• _Work request_: Give back only the lines in the records below from the one with "a configuration file" to the one with "directories of --out", both inclusive, word for word.

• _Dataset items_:
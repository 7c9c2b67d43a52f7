//! Hosts file rendering.

use std::fmt::Write;

use crate::aggregator::MergedTable;

/// Render a table as hosts-file bytes.
///
/// One `<target> <hostname>` line per entry, sorted by hostname, `\n`
/// terminated on every platform. The same table always produces the same
/// bytes.
pub fn serialize(table: &MergedTable) -> Vec<u8> {
    let mut out = String::with_capacity(table.len() * 32);
    for (hostname, target) in table.iter() {
        // Writing to a String cannot fail
        let _ = writeln!(out, "{} {}", target, hostname);
    }
    out.into_bytes()
}
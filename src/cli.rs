//! CLI argument parsing with clap.

use clap::Parser;
use std::path::PathBuf;

#[derive(Parser, Debug)]
#[command(name = "shadowhosts")]
#[command(
    author,
    version,
    about = "Build a hosts file from remote blocklists and local overrides"
)]
pub struct Cli {
    /// Path to a configuration file
    #[arg(short, long)]
    pub config: Option<PathBuf>,

    /// File to write the hosts file (or default configuration) to. Truncated if it exists
    #[arg(short, long)]
    pub out: Option<PathBuf>,

    /// Create missing parent directories of --out
    #[arg(long)]
    pub mkdir: bool,

    /// Generate a default configuration and exit
    #[arg(long)]
    pub genconfig: bool,

    /// Fetch and merge, print the result instead of writing it
    #[arg(long)]
    pub dry_run: bool,

    /// Quiet mode (errors only)
    #[arg(short, long, conflicts_with = "verbose")]
    pub quiet: bool,

    /// Verbose mode (debug output)
    #[arg(short, long)]
    pub verbose: bool,
}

• _Answer area_:
    /// Path to a configuration file
    #[arg(short, long)]
    pub config: Option<PathBuf>,

    /// File to write the hosts file (or default configuration) to. Truncated if it exists
    #[arg(short, long)]
    pub out: Option<PathBuf>,

    /// Create missing parent directories of --out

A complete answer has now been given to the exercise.